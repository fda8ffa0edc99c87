//! story-domain: esquemas tipados de los artifacts del pipeline.
//!
//! Propósito:
//! - Definir los payloads de los 11 pasos (categoría → manuscrito) como
//!   tipos serde estables, sin conocimiento del motor.
//! - Proveer helpers de medición de texto (palabras, oraciones) usados por
//!   los validadores y los fallbacks deterministas.
//!
//! Este crate no conoce eventos, stores ni proveedores LLM; sólo datos.

pub mod category;
pub mod characters;
pub mod logline;
pub mod manuscript;
pub mod paragraph;
pub mod scenes;
pub mod synopsis;
pub mod text;

pub use category::StoryCategory;
pub use characters::{CharacterBible, CharacterBibles, CharacterRoster, CharacterSummary, CharacterSynopses, CharacterSynopsis};
pub use logline::{Logline, LoglineComponents};
pub use manuscript::{Chapter, Manuscript, SceneProse};
pub use paragraph::ParagraphSummary;
pub use scenes::{SceneBrief, SceneBriefBody, SceneBriefList, SceneList, SceneType, Scene};
pub use synopsis::{LongSynopsis, PageSynopsis};
pub use text::{split_sentences, word_count};
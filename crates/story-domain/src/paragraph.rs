//! Payload del paso 2: párrafo de cinco oraciones con tres desastres.

use serde::{Deserialize, Serialize};

/// Resumen de un párrafo: estructura de cinco oraciones (setup, tres
/// desastres, final) más la premisa moral que pivota en el desastre dos.
#[derive(Debug, Clone, PartialEq, Eq, Serialize, Deserialize)]
pub struct ParagraphSummary {
    pub paragraph: String,
    pub sentences: Vec<String>,
    pub moral_premise: String,
    pub disasters: Vec<String>,
}

impl ParagraphSummary {
    /// Arma el párrafo uniendo las oraciones en orden.
    pub fn from_sentences(sentences: Vec<String>, moral_premise: impl Into<String>, disasters: Vec<String>) -> Self {
        let paragraph = sentences.join(" ");
        Self { paragraph,
               sentences,
               moral_premise: moral_premise.into(),
               disasters }
    }
}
++++++++
_ASSIGNMENT:_
Among the lines of the listing, count those holding the string "párrafo" and reply with the count only.

_RESPONSE FOR THIS EXERCISE:_
3